In fact, the sound of tone clusters is rooted in medieval Japanese court music, Gagaku, which means “elegant, correct, or refined music,” and it is known as one of the oldest musical ensembles in the world (Malm, 1959). In Gagaku, the melodic instruments are accompanied by a mouth organ called a sho, that produces 11 primary dissonant cluster chords. Example 7 shows the comparison of the opening three cluster chords in November Steps and three of eleven cluster chords (transposed) that sho produces. Although it is not clear whether or not Takemitsu intended to imitate the cluster chords of sho, we can observe some similarities between them. In other words, Japanese listeners, who are familiar with Gagaku music might find certain familiarity in November Steps even though the cluster chords are played by the Western orchestral force instead of sho. In contrast, the cognitive reaction of the brain of the Western listeners might be different as the reaction to the familiarity of music depends on expectations based on knowledge about common features of the genre (Stevens, 2012). Because of its unfamiliarity to Western listeners, Gagaku is often used in the cross-culture research of music cognition. The study conducted by Brandt et al. compared the brain reaction of the Western listeners between J.S. Bach’s music and Gagaku, suggesting the result that while Bach activated the superior frontal gyrus, involved in introspective thought, Gagaku demonstrated the least overlapped with the other stimuli and uniquely activated the superior parietal lobule, necessary for working memory (2020). This phenomenon supports the idea that the brain tends to use alternative cues in order to process culturally unfamiliar music.
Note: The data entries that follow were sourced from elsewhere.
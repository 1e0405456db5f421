//! Single-flight refresh orchestrator
//!
//! One cycle: ensure session, fetch lineup, playback and guide, build the
//! model, render every artifact in memory, then publish. A failure anywhere
//! before publishing leaves the previous artifacts in place.

use std::collections::HashSet;
use std::path::PathBuf;
use std::sync::atomic::{AtomicBool, Ordering};
use std::sync::{Arc, RwLock};
use std::time::{Duration, Instant};

use chrono::{DateTime, DurationRound, Utc};
use uuid::Uuid;

use crate::config::Config;
use crate::error::PipelineError;
use crate::models::{
    RefreshOutcome, RefreshPhase, RefreshRecord, RefreshStatus, TriggerOutcome, TriggerSource,
};
use crate::services::builder::{self, BuildOptions};
use crate::services::history::RefreshHistory;
use crate::services::metrics;
use crate::services::output::{self, RenderOptions};
use crate::services::provider::GuideFetcher;
use crate::services::session::SessionManager;

/// Per-cycle settings derived from configuration
#[derive(Debug, Clone)]
pub struct RefreshSettings {
    pub out_dir: PathBuf,
    pub build: BuildOptions,
    pub render: RenderOptions,
    pub playback_probe: bool,
    pub timeout: Duration,
}

impl RefreshSettings {
    pub fn from_config(config: &Config) -> Result<Self, PipelineError> {
        Ok(Self {
            out_dir: config.out_dir.clone(),
            build: BuildOptions::from_config(config),
            render: RenderOptions::from_config(config)?,
            playback_probe: config.playback_probe,
            timeout: Duration::from_secs(config.refresh_timeout_secs.max(1)),
        })
    }
}

#[derive(Debug, Clone, Copy)]
struct RunningInfo {
    since: DateTime<Utc>,
    trigger: TriggerSource,
}

/// Holds the running flag for one cycle; dropping it returns to idle
struct RunGuard {
    orchestrator: Arc<RefreshOrchestrator>,
}

impl Drop for RunGuard {
    fn drop(&mut self) {
        if let Ok(mut current) = self.orchestrator.current.write() {
            *current = None;
        }
        self.orchestrator.running.store(false, Ordering::Release);
    }
}

/// Successful cycle summary
struct CycleReport {
    channels: usize,
    programs: usize,
    warnings: Vec<String>,
    artifacts: Vec<String>,
    enrichment_failed: bool,
}

pub struct RefreshOrchestrator {
    sessions: Arc<SessionManager>,
    fetcher: GuideFetcher,
    history: RefreshHistory,
    settings: RefreshSettings,
    running: AtomicBool,
    current: RwLock<Option<RunningInfo>>,
}

impl RefreshOrchestrator {
    pub fn new(
        sessions: Arc<SessionManager>,
        fetcher: GuideFetcher,
        history: RefreshHistory,
        settings: RefreshSettings,
    ) -> Arc<Self> {
        Arc::new(Self {
            sessions,
            fetcher,
            history,
            settings,
            running: AtomicBool::new(false),
            current: RwLock::new(None),
        })
    }

    fn try_begin(self: &Arc<Self>, trigger: TriggerSource) -> Option<RunGuard> {
        if self
            .running
            .compare_exchange(false, true, Ordering::AcqRel, Ordering::Acquire)
            .is_err()
        {
            return None;
        }
        if let Ok(mut current) = self.current.write() {
            *current = Some(RunningInfo {
                since: Utc::now(),
                trigger,
            });
        }
        Some(RunGuard {
            orchestrator: self.clone(),
        })
    }

    /// Start a cycle in the background. Never queues: a trigger while a
    /// cycle runs is reported and dropped.
    pub fn trigger(self: &Arc<Self>, source: TriggerSource) -> TriggerOutcome {
        match self.try_begin(source) {
            Some(guard) => {
                self.spawn_cycle(guard, source);
                TriggerOutcome::Started
            }
            None => {
                tracing::info!(trigger = %source, "Refresh already running, trigger ignored");
                TriggerOutcome::AlreadyRunning
            }
        }
    }

    /// Drop the current session and start a cycle that logs in again.
    ///
    /// The run slot is claimed before the session is touched, so a cycle
    /// that is already running keeps its session.
    pub async fn reauthenticate(self: &Arc<Self>) -> Result<TriggerOutcome, PipelineError> {
        let source = TriggerSource::Reauthenticate;
        let guard = match self.try_begin(source) {
            Some(guard) => guard,
            None => {
                tracing::info!(trigger = %source, "Refresh already running, re-authentication ignored");
                return Ok(TriggerOutcome::AlreadyRunning);
            }
        };

        self.sessions.invalidate().await?;
        self.spawn_cycle(guard, source);
        Ok(TriggerOutcome::Started)
    }

    fn spawn_cycle(self: &Arc<Self>, guard: RunGuard, source: TriggerSource) {
        let this = self.clone();
        tokio::spawn(async move {
            this.execute(guard, source).await;
        });
    }

    /// Run a cycle and wait for its record
    pub async fn run(self: &Arc<Self>, source: TriggerSource) -> Result<RefreshRecord, PipelineError> {
        let guard = self.try_begin(source).ok_or(PipelineError::AlreadyRunning)?;
        Ok(self.execute(guard, source).await)
    }

    pub async fn status(&self) -> RefreshStatus {
        let current = self.current.read().ok().and_then(|c| *c);
        let phase = if self.running.load(Ordering::Acquire) {
            RefreshPhase::Running
        } else {
            RefreshPhase::Idle
        };

        RefreshStatus {
            phase,
            running_since: current.map(|c| c.since),
            running_trigger: current.map(|c| c.trigger),
            last: self.history.last().await,
            last_success: self.history.last_success().await,
        }
    }

    /// Newest first
    pub async fn history(&self, limit: usize) -> Vec<RefreshRecord> {
        self.history.recent(limit).await
    }

    pub fn sessions(&self) -> &Arc<SessionManager> {
        &self.sessions
    }

    async fn execute(&self, guard: RunGuard, trigger: TriggerSource) -> RefreshRecord {
        let id = Uuid::new_v4();
        let started_at = Utc::now();
        let clock = Instant::now();
        tracing::info!(refresh_id = %id, trigger = %trigger, "Refresh started");

        let result = match tokio::time::timeout(self.settings.timeout, self.cycle()).await {
            Ok(r) => r,
            Err(_) => Err(PipelineError::Timeout(self.settings.timeout.as_secs())),
        };

        let elapsed = clock.elapsed();
        let mut record = RefreshRecord {
            id,
            trigger,
            started_at,
            finished_at: Utc::now(),
            duration_ms: elapsed.as_millis() as u64,
            outcome: RefreshOutcome::Failed,
            error_kind: None,
            error: None,
            channels: 0,
            programs: 0,
            warnings: Vec::new(),
            artifacts: Vec::new(),
        };

        match result {
            Ok(report) => {
                record.outcome = if report.enrichment_failed {
                    RefreshOutcome::Partial
                } else {
                    RefreshOutcome::Succeeded
                };
                record.channels = report.channels;
                record.programs = report.programs;
                record.warnings = report.warnings;
                record.artifacts = report.artifacts;

                metrics::PUBLISHED_CHANNELS.set(record.channels as i64);
                metrics::PUBLISHED_PROGRAMS.set(record.programs as i64);
                tracing::info!(
                    refresh_id = %id,
                    outcome = %record.outcome,
                    channels = record.channels,
                    programs = record.programs,
                    warnings = record.warnings.len(),
                    duration_ms = record.duration_ms,
                    "Refresh finished"
                );
            }
            Err(e) => {
                record.error_kind = Some(e.kind().to_string());
                record.error = Some(e.to_string());
                tracing::error!(
                    refresh_id = %id,
                    error_kind = e.kind(),
                    duration_ms = record.duration_ms,
                    "Refresh failed: {}",
                    e
                );
            }
        }

        metrics::REFRESHES_TOTAL
            .with_label_values(&[record.outcome.to_string().as_str()])
            .inc();
        metrics::REFRESH_DURATION.observe(elapsed.as_secs_f64());

        self.history.push(record.clone()).await;
        drop(guard);
        record
    }

    async fn cycle(&self) -> Result<CycleReport, PipelineError> {
        self.sessions.ensure_session().await?;

        let lineup = self.fetcher.fetch_lineup().await?;

        let playback = if self.settings.playback_probe {
            self.fetcher.fetch_playback(&lineup).await?
        } else {
            Default::default()
        };

        let mut seen = HashSet::new();
        let resource_ids: Vec<String> = lineup
            .iter()
            .filter_map(|c| c.resource_id.clone())
            .filter(|rid| seen.insert(rid.clone()))
            .collect();

        // Start at the top of the hour so programmes airing now are included
        let now = Utc::now();
        let start = now
            .duration_trunc(chrono::Duration::hours(1))
            .unwrap_or(now);
        let guide = self.fetcher.fetch_guide(&resource_ids, start).await?;

        let model = builder::build(
            &lineup,
            &guide.programs,
            &playback,
            &guide.excluded,
            &self.settings.build,
        );
        if model.channels.is_empty() {
            return Err(PipelineError::UpstreamData(
                "no usable channels after building the model".to_string(),
            ));
        }

        // Everything is rendered before the first file is replaced
        let rendered = output::render_all(&model, &self.settings.render)?;

        let artifacts = output::publish_all(&self.settings.out_dir, &rendered.artifacts)
            .await
            .map_err(|e| PipelineError::Publish(e.to_string()))?;

        let mut warnings = guide.warnings;
        warnings.extend(model.warnings);
        warnings.extend(
            rendered
                .enrichment_errors
                .iter()
                .map(|e| format!("enrichment: {}", e)),
        );

        Ok(CycleReport {
            channels: model.channels.len(),
            programs: model.programs.len(),
            warnings,
            artifacts,
            enrichment_failed: !rendered.enrichment_errors.is_empty(),
        })
    }
}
In conclusion, November Steps is not a product of blending two cultures, on the contrary, it is to bring out the fundamental differences between Japanese music and Western classical music. Takemitsu’s concept of expression as a discovery in art is emphasized through the juxtaposition of the concept of form and rhythm, timbral differences, and pitch organizations. It is also significant to note that the perceptive and cognitive experiences with November Steps, which fuses two different cultures vary depending on the early exposure to the specific cultural music. In order to explore the cognitive and perceptive field of the pieces that integrate one musical culture to another, there need to be scientific experiments in the future. By utilizing the piece like November Steps, which contains multiple specific cultural genres of music, one can measure the response to the music both from the Western listeners and listeners whose musical exposure is limited within their own culture. The result could be compared and contrasted to examine whether or not there is any specific pattern or significant differences between the multiple groups of listeners.